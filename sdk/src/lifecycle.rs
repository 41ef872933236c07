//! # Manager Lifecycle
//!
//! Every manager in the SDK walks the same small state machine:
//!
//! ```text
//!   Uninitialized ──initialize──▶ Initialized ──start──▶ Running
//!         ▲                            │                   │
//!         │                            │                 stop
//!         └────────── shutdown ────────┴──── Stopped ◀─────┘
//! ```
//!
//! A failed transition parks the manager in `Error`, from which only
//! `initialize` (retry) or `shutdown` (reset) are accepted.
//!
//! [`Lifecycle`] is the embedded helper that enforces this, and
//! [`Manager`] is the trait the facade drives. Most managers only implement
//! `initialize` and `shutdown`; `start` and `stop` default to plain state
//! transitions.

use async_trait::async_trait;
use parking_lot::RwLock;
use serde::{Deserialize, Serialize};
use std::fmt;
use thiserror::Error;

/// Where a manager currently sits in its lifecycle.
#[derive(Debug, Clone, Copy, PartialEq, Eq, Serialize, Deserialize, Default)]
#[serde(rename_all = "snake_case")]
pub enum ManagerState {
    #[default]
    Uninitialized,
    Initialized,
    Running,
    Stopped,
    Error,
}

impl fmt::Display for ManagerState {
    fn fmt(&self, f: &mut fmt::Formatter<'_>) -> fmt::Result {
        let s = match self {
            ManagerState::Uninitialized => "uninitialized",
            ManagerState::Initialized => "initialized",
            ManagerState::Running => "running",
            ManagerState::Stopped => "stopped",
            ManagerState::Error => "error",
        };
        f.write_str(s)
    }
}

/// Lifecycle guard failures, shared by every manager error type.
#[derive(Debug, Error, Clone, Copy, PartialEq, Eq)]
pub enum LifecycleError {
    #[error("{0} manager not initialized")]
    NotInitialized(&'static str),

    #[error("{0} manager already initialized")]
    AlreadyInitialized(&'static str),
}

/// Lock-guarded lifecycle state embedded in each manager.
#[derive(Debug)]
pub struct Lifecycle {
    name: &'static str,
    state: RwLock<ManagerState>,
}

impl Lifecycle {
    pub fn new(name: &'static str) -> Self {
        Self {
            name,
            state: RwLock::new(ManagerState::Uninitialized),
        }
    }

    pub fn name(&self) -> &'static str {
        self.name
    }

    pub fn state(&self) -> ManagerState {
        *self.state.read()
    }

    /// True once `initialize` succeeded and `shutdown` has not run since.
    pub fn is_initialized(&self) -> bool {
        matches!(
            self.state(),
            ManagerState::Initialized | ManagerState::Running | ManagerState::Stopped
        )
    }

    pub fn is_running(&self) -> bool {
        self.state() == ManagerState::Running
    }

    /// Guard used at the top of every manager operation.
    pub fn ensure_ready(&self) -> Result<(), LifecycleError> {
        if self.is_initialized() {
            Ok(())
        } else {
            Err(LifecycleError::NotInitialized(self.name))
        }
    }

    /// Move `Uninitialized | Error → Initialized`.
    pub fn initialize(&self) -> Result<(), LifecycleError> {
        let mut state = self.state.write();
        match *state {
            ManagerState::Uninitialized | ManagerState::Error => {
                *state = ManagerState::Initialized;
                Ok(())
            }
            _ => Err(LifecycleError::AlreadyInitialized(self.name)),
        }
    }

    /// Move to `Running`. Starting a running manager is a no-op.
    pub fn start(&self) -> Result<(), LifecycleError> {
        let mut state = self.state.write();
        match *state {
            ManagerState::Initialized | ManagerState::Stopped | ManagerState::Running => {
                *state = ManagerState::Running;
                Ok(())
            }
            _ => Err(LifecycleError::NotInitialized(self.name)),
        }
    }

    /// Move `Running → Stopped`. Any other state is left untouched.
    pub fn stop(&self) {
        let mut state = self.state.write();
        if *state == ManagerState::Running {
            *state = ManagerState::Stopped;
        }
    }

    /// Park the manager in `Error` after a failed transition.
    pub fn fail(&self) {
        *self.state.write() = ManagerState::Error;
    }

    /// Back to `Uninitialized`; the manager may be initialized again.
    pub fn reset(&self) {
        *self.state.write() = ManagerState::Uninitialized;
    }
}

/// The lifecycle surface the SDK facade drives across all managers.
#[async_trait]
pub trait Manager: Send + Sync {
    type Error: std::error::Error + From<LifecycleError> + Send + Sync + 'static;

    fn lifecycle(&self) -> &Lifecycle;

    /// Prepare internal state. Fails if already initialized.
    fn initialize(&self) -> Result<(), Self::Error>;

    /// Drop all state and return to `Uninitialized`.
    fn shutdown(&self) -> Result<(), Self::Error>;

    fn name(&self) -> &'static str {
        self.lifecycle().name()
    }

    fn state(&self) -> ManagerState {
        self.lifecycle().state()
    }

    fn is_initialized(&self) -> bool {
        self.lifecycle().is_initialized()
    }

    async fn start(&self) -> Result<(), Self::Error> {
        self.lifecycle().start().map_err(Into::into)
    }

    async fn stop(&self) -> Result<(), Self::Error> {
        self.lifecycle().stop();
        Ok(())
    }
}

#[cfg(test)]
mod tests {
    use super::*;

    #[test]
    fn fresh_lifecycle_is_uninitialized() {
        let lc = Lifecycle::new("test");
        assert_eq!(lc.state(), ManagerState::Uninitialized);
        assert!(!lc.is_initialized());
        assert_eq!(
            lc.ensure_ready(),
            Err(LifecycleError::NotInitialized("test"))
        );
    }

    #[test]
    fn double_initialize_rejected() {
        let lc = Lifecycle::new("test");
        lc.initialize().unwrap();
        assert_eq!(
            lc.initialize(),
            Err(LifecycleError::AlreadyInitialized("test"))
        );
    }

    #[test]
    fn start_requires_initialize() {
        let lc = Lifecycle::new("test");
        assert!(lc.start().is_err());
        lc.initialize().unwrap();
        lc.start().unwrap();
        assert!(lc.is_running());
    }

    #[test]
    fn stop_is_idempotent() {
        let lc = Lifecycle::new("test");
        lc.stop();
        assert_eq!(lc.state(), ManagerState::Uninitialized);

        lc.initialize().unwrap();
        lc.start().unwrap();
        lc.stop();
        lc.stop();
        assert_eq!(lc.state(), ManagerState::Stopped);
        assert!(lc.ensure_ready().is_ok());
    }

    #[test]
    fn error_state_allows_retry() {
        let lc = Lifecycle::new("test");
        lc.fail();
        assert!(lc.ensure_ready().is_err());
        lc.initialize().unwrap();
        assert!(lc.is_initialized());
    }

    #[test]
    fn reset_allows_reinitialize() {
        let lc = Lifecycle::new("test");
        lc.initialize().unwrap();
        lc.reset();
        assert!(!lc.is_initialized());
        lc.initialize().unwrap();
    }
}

* [Exercise] Beginning with the first line of the listing above, print each line exactly until you have printed the line that contains "managers only implement".

* [Response box]
filename sdk/src/lifecycle.rs
repository 41ef872933236c07
//! # Manager Lifecycle
//!
//! Every manager in the SDK walks the same small state machine:
//!
//! ```text
//!   Uninitialized ──initialize──▶ Initialized ──start──▶ Running
//!         ▲                            │                   │
//!         │                            │                 stop
//!         └────────── shutdown ────────┴──── Stopped ◀─────┘
//! ```
//!
//! A failed transition parks the manager in `Error`, from which only
//! `initialize` (retry) or `shutdown` (reset) are accepted.
//!
//! [`Lifecycle`] is the embedded helper that enforces this, and
//! [`Manager`] is the trait the facade drives. Most managers only implement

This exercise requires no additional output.